▶ WORK INSTRUCTION: From the records below, copy out each line that has the word "BackendConfig".

▶ DATA EXCERPTS:

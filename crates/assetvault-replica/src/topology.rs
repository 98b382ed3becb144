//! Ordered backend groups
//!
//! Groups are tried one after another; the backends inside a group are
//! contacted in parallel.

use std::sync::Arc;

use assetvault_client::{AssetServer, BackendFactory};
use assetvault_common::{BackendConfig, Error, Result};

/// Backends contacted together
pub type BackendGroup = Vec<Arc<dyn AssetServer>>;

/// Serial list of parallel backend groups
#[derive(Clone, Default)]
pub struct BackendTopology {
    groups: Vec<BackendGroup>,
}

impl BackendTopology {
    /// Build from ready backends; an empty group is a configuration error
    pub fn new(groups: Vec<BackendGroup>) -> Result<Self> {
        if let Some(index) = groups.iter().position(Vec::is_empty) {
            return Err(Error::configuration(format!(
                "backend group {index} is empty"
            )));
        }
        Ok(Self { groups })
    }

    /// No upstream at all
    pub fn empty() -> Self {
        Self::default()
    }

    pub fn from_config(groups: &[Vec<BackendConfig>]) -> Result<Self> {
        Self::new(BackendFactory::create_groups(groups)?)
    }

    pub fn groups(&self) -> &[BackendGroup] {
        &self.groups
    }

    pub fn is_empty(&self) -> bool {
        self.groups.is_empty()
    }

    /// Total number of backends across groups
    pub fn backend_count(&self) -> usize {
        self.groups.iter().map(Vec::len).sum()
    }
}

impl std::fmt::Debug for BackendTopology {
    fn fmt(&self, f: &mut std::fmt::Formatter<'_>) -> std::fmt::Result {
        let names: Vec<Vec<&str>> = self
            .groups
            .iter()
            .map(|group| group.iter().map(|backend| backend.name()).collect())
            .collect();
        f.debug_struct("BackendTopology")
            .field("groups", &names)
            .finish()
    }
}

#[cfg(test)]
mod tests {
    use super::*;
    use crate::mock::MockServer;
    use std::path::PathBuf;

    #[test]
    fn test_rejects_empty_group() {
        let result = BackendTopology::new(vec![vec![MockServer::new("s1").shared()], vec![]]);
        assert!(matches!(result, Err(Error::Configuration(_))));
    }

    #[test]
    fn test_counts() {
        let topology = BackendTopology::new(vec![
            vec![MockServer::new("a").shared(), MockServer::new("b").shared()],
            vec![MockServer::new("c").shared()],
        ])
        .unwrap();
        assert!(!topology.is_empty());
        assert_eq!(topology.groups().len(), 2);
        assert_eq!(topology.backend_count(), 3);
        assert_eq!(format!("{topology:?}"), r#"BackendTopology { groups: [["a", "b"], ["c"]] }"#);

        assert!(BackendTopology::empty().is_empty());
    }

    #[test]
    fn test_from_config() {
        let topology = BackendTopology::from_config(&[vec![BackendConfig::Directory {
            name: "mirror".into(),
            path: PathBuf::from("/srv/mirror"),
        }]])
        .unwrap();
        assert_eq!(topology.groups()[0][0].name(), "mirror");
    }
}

▶ ANSWER TO THIS TASK:
use assetvault_common::{BackendConfig, Error, Result};
    pub fn from_config(groups: &[Vec<BackendConfig>]) -> Result<Self> {
        let topology = BackendTopology::from_config(&[vec![BackendConfig::Directory {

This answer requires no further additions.